第36章 ドラマみたいに…(月島エンディング)
「…月島さん…。」
ドラマと同じく、目に入ったその人の名前を呼ぶ。
だけど、返ってきたのは…。
「これ、邪魔なんだけど。」
嫌そうな顔だった。
示されたチェーンを外し、玄関に招き入れる。
扉が閉まって、2人きりになった瞬間、ちょっとだけ期待するんだけど。
「ヒドい顔。鏡見てきたら?あ、君の家には鏡が無いんだっけ?」
そんなの、しただけ無駄だった。
ドラマとは違いすぎる展開に落ち込みを通り越して、笑いすら起きてくる。
「何で笑ってるの?気持ち悪いんですけどー。」
「いや、これが月島さんだなって思いまして。甘い台詞より、辛辣な言葉ばかり言ってくるのが、現実なんだなって。
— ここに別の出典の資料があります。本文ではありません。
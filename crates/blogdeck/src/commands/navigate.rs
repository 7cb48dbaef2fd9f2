//! Navigate command - run the route guard against the stored session.

use std::sync::Arc;

use anyhow::Result;
use blogdeck_router::{Decision, DecisionKind, ResolvedRoute, Router};
use clap::Args;
use console::{Style, style};
use serde::Serialize;

use super::Context;
use crate::output::{ConsoleNavigator, ConsoleNotifier, print_json};

/// Arguments for the navigate command.
#[derive(Args, Debug)]
pub struct NavigateArgs {
    /// Page path, e.g. /settings or /article/3
    pub path: String,
}

#[derive(Serialize)]
#[serde(rename_all = "camelCase")]
struct NavigationView {
    route: ResolvedRoute,
    decision: DecisionKind,
    #[serde(skip_serializing_if = "Option::is_none")]
    redirect: Option<String>,
    #[serde(skip_serializing_if = "Option::is_none")]
    notice: Option<String>,
    landed: Option<String>,
    title: String,
}

/// Run the navigate command.
pub fn run(args: NavigateArgs, ctx: &Context) -> Result<()> {
    let session = ctx.session(ctx.storage()?);
    let router = Router::new(ctx.flavor());
    // JSON output stays machine-readable; notices ride along in the payload.
    let router = if ctx.json_output {
        router
    } else {
        router
            .with_notifier(Arc::new(ConsoleNotifier))
            .with_navigator(Arc::new(ConsoleNavigator))
    };

    let route = router.resolve(&args.path);
    let decision = router.navigate(&args.path, &session.session());

    if ctx.json_output {
        return print_json(&NavigationView {
            route,
            decision: DecisionKind::from(&decision),
            redirect: decision.redirect_target().map(str::to_string),
            notice: decision.notice().map(|n| n.message.clone()),
            landed: router.current_path(),
            title: router.document_title(),
        });
    }

    let dim = Style::new().dim();
    match &decision {
        Decision::Allow => println!(
            "{} {} {}",
            Style::new().green().apply_to("allow"),
            style(&route.path).bold(),
            dim.apply_to(route.name.as_deref().unwrap_or("unmatched"))
        ),
        Decision::RedirectTo { path, .. } => println!(
            "{} {} → {}",
            Style::new().yellow().apply_to("redirect"),
            route.path,
            path
        ),
        Decision::Deny { redirect, .. } => println!(
            "{} {} → {}",
            Style::new().red().apply_to("deny"),
            route.path,
            redirect
        ),
    }
    if ctx.verbose {
        println!("{}", dim.apply_to(format!("title: {}", router.document_title())));
    }
    Ok(())
}
//! Transcode-and-cache pipeline for playback audio and waveforms.

use bytes::{Bytes, BytesMut};
use chrono::{DateTime, Utc};
use futures::TryStreamExt;
use log::{info, warn};
use object_store::path::Path as ObjectPath;
use object_store::ObjectMeta;
use serde::Serialize;
use std::ops::Range;
use std::path::PathBuf;
use std::sync::Arc;

use crate::cache::{cache_key, ArtifactKind, KeyedLocks};
use crate::constants::WAVEFORM_POINTS;
use crate::error::{ArchiveError, Result, TranscodeError};
use crate::range::{ByteRange, RangeResolution};
use crate::store::{RecordingStore, SourceStream};
use crate::transcode::Transcoder;
use crate::waveform::{read_wav_samples, WaveformData};

pub enum AudioBody {
    Buffered(Bytes),
    Stream(SourceStream),
}

/// Audio ready to be written to a client
pub struct AudioResponse {
    pub file_path: String,
    pub body: AudioBody,
    /// Full artifact length in bytes
    pub total_length: u64,
    /// Served range for partial responses
    pub range: Option<Range<u64>>,
    pub last_modified: Option<DateTime<Utc>>,
    /// True when the artifact already existed in the cache
    pub cached: bool,
}

impl AudioResponse {
    pub fn content_length(&self) -> u64 {
        match &self.range {
            Some(range) => range.end - range.start,
            None => self.total_length,
        }
    }

    /// Last path segment, used for Content-Disposition
    pub fn filename(&self) -> &str {
        self.file_path
            .rsplit('/')
            .next()
            .unwrap_or(self.file_path.as_str())
    }

    /// Collect the body into memory
    pub async fn into_bytes(self) -> Result<Bytes> {
        match self.body {
            AudioBody::Buffered(data) => Ok(data),
            AudioBody::Stream(stream) => {
                let key = self.file_path;
                let data = stream
                    .map_err(|e| ArchiveError::from_store(&key, e))
                    .try_fold(BytesMut::new(), |mut acc, chunk| async move {
                        acc.extend_from_slice(&chunk);
                        Ok::<_, ArchiveError>(acc)
                    })
                    .await?;
                Ok(data.freeze())
            }
        }
    }
}

#[derive(Debug, Clone, Serialize)]
pub struct WaveformResponse {
    #[serde(flatten)]
    pub data: WaveformData,
    pub cached: bool,
}

pub struct AudioPipeline {
    store: Arc<RecordingStore>,
    transcoder: Arc<dyn Transcoder>,
    locks: KeyedLocks,
    temp_dir: Option<PathBuf>,
}

impl AudioPipeline {
    pub fn new(store: Arc<RecordingStore>, transcoder: Arc<dyn Transcoder>, temp_dir: Option<PathBuf>) -> Self {
        Self {
            store,
            transcoder,
            locks: KeyedLocks::new(),
            temp_dir,
        }
    }

    pub fn audio_key(&self, file_path: &str) -> ObjectPath {
        cache_key(self.store.cache_prefix(), ArtifactKind::Audio, file_path)
    }

    pub fn waveform_key(&self, file_path: &str) -> ObjectPath {
        cache_key(self.store.cache_prefix(), ArtifactKind::Waveform, file_path)
    }

    /// Serve the playable WAV for `file_path`, transcoding it on the first request
    pub async fn serve_audio(&self, file_path: &str, range: Option<ByteRange>) -> Result<AudioResponse> {
        let key = self.audio_key(file_path);
        if let Some(meta) = self.store.head(&key).await? {
            return self.serve_cached(file_path, &key, meta, range).await;
        }

        let _guard = self.locks.lock(key.as_ref()).await;
        // a request queued behind the transcode that filled the cache
        if let Some(meta) = self.store.head(&key).await? {
            return self.serve_cached(file_path, &key, meta, range).await;
        }

        let data = self.transcode_and_persist(file_path, &key).await?;
        serve_buffer(file_path, data, range)
    }

    async fn serve_cached(
        &self,
        file_path: &str,
        key: &ObjectPath,
        meta: ObjectMeta,
        range: Option<ByteRange>,
    ) -> Result<AudioResponse> {
        match range.map(|r| r.resolve(meta.size)) {
            None => {
                let (meta, stream) = self.store.get_stream(key, file_path).await?;
                Ok(AudioResponse {
                    file_path: file_path.to_string(),
                    body: AudioBody::Stream(stream),
                    total_length: meta.size,
                    range: None,
                    last_modified: Some(meta.last_modified),
                    cached: true,
                })
            }
            Some(RangeResolution::Unsatisfiable) => Err(ArchiveError::RangeNotSatisfiable { length: meta.size }),
            Some(RangeResolution::Partial(requested)) => {
                let result = self.store.get_range(key, file_path, requested).await?;
                let served = result.range.clone();
                let total_length = result.meta.size;
                let last_modified = result.meta.last_modified;
                Ok(AudioResponse {
                    file_path: file_path.to_string(),
                    body: AudioBody::Stream(result.into_stream()),
                    total_length,
                    range: Some(served),
                    last_modified: Some(last_modified),
                    cached: true,
                })
            }
        }
    }

    /// Fetch the source, transcode it into a temp file and upload the result
    async fn transcode_and_persist(&self, file_path: &str, key: &ObjectPath) -> Result<Bytes> {
        let source = self.store.source_path(file_path);
        let (meta, stream) = self.store.get_stream(&source, file_path).await?;
        info!("Transcoding {} ({} bytes)", file_path, meta.size);

        let output = self.temp_output()?;
        self.transcoder
            .transcode_to_file(stream, &output)
            .await
            .map_err(|source| ArchiveError::Transcode {
                key: file_path.to_string(),
                source,
            })?;

        let data = Bytes::from(tokio::fs::read(&output).await?);
        if data.is_empty() {
            return Err(ArchiveError::Transcode {
                key: file_path.to_string(),
                source: TranscodeError::Io(std::io::Error::new(
                    std::io::ErrorKind::UnexpectedEof,
                    "transcoder produced no output",
                )),
            });
        }

        self.store.put_artifact(key, file_path, data.clone()).await?;
        info!("Cached {} as {} ({} bytes)", file_path, key, data.len());
        Ok(data)
    }

    fn temp_output(&self) -> Result<tempfile::TempPath> {
        let mut builder = tempfile::Builder::new();
        builder.prefix("transcode-").suffix(".wav");
        let file = match &self.temp_dir {
            Some(dir) => builder.tempfile_in(dir)?,
            None => builder.tempfile()?,
        };
        Ok(file.into_temp_path())
    }

    /// Waveform envelope for `file_path`, generated and cached on first request
    pub async fn waveform(&self, file_path: &str) -> Result<WaveformResponse> {
        let key = self.waveform_key(file_path);
        if let Some(data) = self.load_waveform(&key, file_path).await? {
            return Ok(WaveformResponse { data, cached: true });
        }

        let _guard = self.locks.lock(key.as_ref()).await;
        if let Some(data) = self.load_waveform(&key, file_path).await? {
            return Ok(WaveformResponse { data, cached: true });
        }

        let (samples, sample_rate) = self.waveform_samples(file_path).await?;
        let data = WaveformData::from_samples(&samples, sample_rate, WAVEFORM_POINTS);
        let json = serde_json::to_vec(&data).map_err(std::io::Error::from)?;
        self.store
            .put_artifact(&key, file_path, Bytes::from(json))
            .await?;
        info!("Cached waveform for {} ({} samples)", file_path, data.total_samples);

        Ok(WaveformResponse { data, cached: false })
    }

    async fn load_waveform(&self, key: &ObjectPath, file_path: &str) -> Result<Option<WaveformData>> {
        let raw = match self.store.get_bytes(key, file_path).await {
            Ok(raw) => raw,
            Err(ArchiveError::NotFound(_)) => return Ok(None),
            Err(e) => return Err(e),
        };
        match serde_json::from_slice(&raw) {
            Ok(data) => Ok(Some(data)),
            Err(e) => {
                warn!("Ignoring unreadable waveform artifact {}: {}", key, e);
                Ok(None)
            }
        }
    }

    /// Samples from the cached WAV, or a raw decode of the source when there is none
    async fn waveform_samples(&self, file_path: &str) -> Result<(Vec<i16>, u32)> {
        let audio_key = self.audio_key(file_path);
        if self.store.head(&audio_key).await?.is_some() {
            let raw = self.store.get_bytes(&audio_key, file_path).await?;
            match read_wav_samples(&raw) {
                Ok(decoded) => return Ok(decoded),
                Err(e) => warn!("Cached audio for {} is unreadable ({}), decoding source", file_path, e),
            }
        }

        let source = self.store.source_path(file_path);
        let (_, stream) = self.store.get_stream(&source, file_path).await?;
        let samples = self
            .transcoder
            .decode_pcm(stream)
            .await
            .map_err(|source| ArchiveError::Transcode {
                key: file_path.to_string(),
                source,
            })?;
        Ok((samples, self.transcoder.sample_rate()))
    }
}

fn serve_buffer(file_path: &str, data: Bytes, range: Option<ByteRange>) -> Result<AudioResponse> {
    let total_length = data.len() as u64;
    let (body, served) = match range.map(|r| r.resolve(total_length)) {
        None => (data, None),
        Some(RangeResolution::Unsatisfiable) => {
            return Err(ArchiveError::RangeNotSatisfiable {
                length: total_length,
            })
        }
        Some(RangeResolution::Partial(r)) => (data.slice(r.start as usize..r.end as usize), Some(r)),
    };
    Ok(AudioResponse {
        file_path: file_path.to_string(),
        body: AudioBody::Buffered(body),
        total_length,
        range: served,
        last_modified: None,
        cached: false,
    })
}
」
「僕が甘い事言ったら、それこそ気持ち悪いデショ。」
「そうですね。」
話をするのが怖かった筈なのに、普通に会話出来ていた。
だから、つい本音で肯定する。
途端に、不愉快そうな顔をして溜め息を吐かれた。
空気が凍り付いた気がして、笑いが止まる。
「…それでも君が望むなら、してやっても良かったんだけど?」
「…はい?」
いやいや、自分で気持ち悪いって言いませんでしたかね、貴方。
しかも、してやっても良かったって言うのは、考えてくれた上で良い返事をくれる場合でしょ。
どう考えても、有り得ない。
混乱して、疑問を表すように上擦った声を出していた。